- Work task
A faithful, complete copy of the entries is the sole expected answer.

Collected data
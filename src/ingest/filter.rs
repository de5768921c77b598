use regex::{Regex, RegexBuilder};
use std::collections::HashMap;

use crate::error::Result;

/// Finds poll options mentioned in free text.
///
/// Matching ignores case but requires a whole token: the characters around a
/// match must not be letters, digits or `_`. Matches are reported with the
/// option's stored spelling; when polls spell the same option differently,
/// every spelling is reported so each poll gets the vote.
pub struct OptionFilter {
    keywords: Vec<String>,
    pattern: Option<Regex>,
    // lowercased option -> every spelling stored across polls
    spellings: HashMap<String, Vec<String>>,
}

impl OptionFilter {
    pub fn new(options: &[String]) -> Result<Self> {
        let mut keywords = Vec::new();
        let mut spellings: HashMap<String, Vec<String>> = HashMap::new();
        for option in options {
            let option = option.trim();
            if option.is_empty() {
                continue;
            }
            // One track keyword per option; the stream matches without case anyway
            let known = spellings.entry(option.to_lowercase()).or_default();
            if known.is_empty() {
                keywords.push(option.to_string());
            }
            if !known.iter().any(|spelling| spelling == option) {
                known.push(option.to_string());
            }
        }

        let pattern = if keywords.is_empty() {
            None
        } else {
            // Longest first so "gopher" wins over "go" at the same position
            let mut alternatives: Vec<&String> = keywords.iter().collect();
            alternatives.sort_by(|a, b| b.len().cmp(&a.len()));
            let body = alternatives
                .iter()
                .map(|option| regex::escape(option))
                .collect::<Vec<_>>()
                .join("|");
            Some(
                RegexBuilder::new(&format!("(?:{})", body))
                    .case_insensitive(true)
                    .size_limit(64 * 1024 * 1024)
                    .build()?,
            )
        };

        Ok(Self {
            keywords,
            pattern,
            spellings,
        })
    }

    /// Options to hand to the stream as track keywords.
    pub fn keywords(&self) -> &[String] {
        &self.keywords
    }

    pub fn is_empty(&self) -> bool {
        self.keywords.is_empty()
    }

    /// Distinct stored options found in `text`, in order of first appearance.
    pub fn matches(&self, text: &str) -> Vec<&str> {
        let Some(pattern) = &self.pattern else {
            return Vec::new();
        };

        let mut found: Vec<&str> = Vec::new();
        for m in pattern.find_iter(text) {
            let before = text[..m.start()].chars().next_back();
            let after = text[m.end()..].chars().next();
            if before.is_some_and(is_word_char) || after.is_some_and(is_word_char) {
                continue;
            }
            let Some(options) = self.spellings.get(&m.as_str().to_lowercase()) else {
                continue;
            };
            for option in options {
                if !found.contains(&option.as_str()) {
                    found.push(option.as_str());
                }
            }
        }
        found
    }
}

fn is_word_char(c: char) -> bool {
    c.is_alphanumeric() || c == '_'
}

- Solved exercise
filename src/ingest/filter.rs
repository de5768921c77b598
use regex::{Regex, RegexBuilder};
use std::collections::HashMap;

use crate::error::Result;

/// Finds poll options mentioned in free text.
///
/// Matching ignores case but requires a whole token: the characters around a
/// match must not be letters, digits or `_`. Matches are reported with the
/// option's stored spelling; when polls spell the same option differently,
/// every spelling is reported so each poll gets the vote.
pub struct OptionFilter {
    keywords: Vec<String>,
    pattern: Option<Regex>,
    // lowercased option -> every spelling stored across polls
    spellings: HashMap<String, Vec<String>>,
}

impl OptionFilter {
    pub fn new(options: &[String]) -> Result<Self> {
        let mut keywords = Vec::new();
        let mut spellings: HashMap<String, Vec<String>> = HashMap::new();
        for option in options {
            let option = option.trim();
            if option.is_empty() {
                continue;
            }
            // One track keyword per option; the stream matches without case anyway
            let known = spellings.entry(option.to_lowercase()).or_default();
            if known.is_empty() {
                keywords.push(option.to_string());
            }
            if !known.iter().any(|spelling| spelling == option) {
                known.push(option.to_string());
            }
        }

        let pattern = if keywords.is_empty() {
            None
        } else {
            // Longest first so "gopher" wins over "go" at the same position
            let mut alternatives: Vec<&String> = keywords.iter().collect();
            alternatives.sort_by(|a, b| b.len().cmp(&a.len()));
            let body = alternatives
                .iter()
                .map(|option| regex::escape(option))
                .collect::<Vec<_>>()
                .join("|");
            Some(
                RegexBuilder::new(&format!("(?:{})", body))
                    .case_insensitive(true)
                    .size_limit(64 * 1024 * 1024)
                    .build()?,
            )
        };

        Ok(Self {
            keywords,
            pattern,
            spellings,
        })
    }

    /// Options to hand to the stream as track keywords.
    pub fn keywords(&self) -> &[String] {
        &self.keywords
    }

    pub fn is_empty(&self) -> bool {
        self.keywords.is_empty()
    }

    /// Distinct stored options found in `text`, in order of first appearance.
    pub fn matches(&self, text: &str) -> Vec<&str> {
        let Some(pattern) = &self.pattern else {
            return Vec::new();
        };

        let mut found: Vec<&str> = Vec::new();
        for m in pattern.find_iter(text) {
            let before = text[..m.start()].chars().next_back();
            let after = text[m.end()..].chars().next();
            if before.is_some_and(is_word_char) || after.is_some_and(is_word_char) {
                continue;
            }
            let Some(options) = self.spellings.get(&m.as_str().to_lowercase()) else {
                continue;
            };
            for option in options {
                if !found.contains(&option.as_str()) {
                    found.push(option.as_str());
                }
            }
        }
        found
    }
}

fn is_word_char(c: char) -> bool {
    c.is_alphanumeric() || c == '_'
}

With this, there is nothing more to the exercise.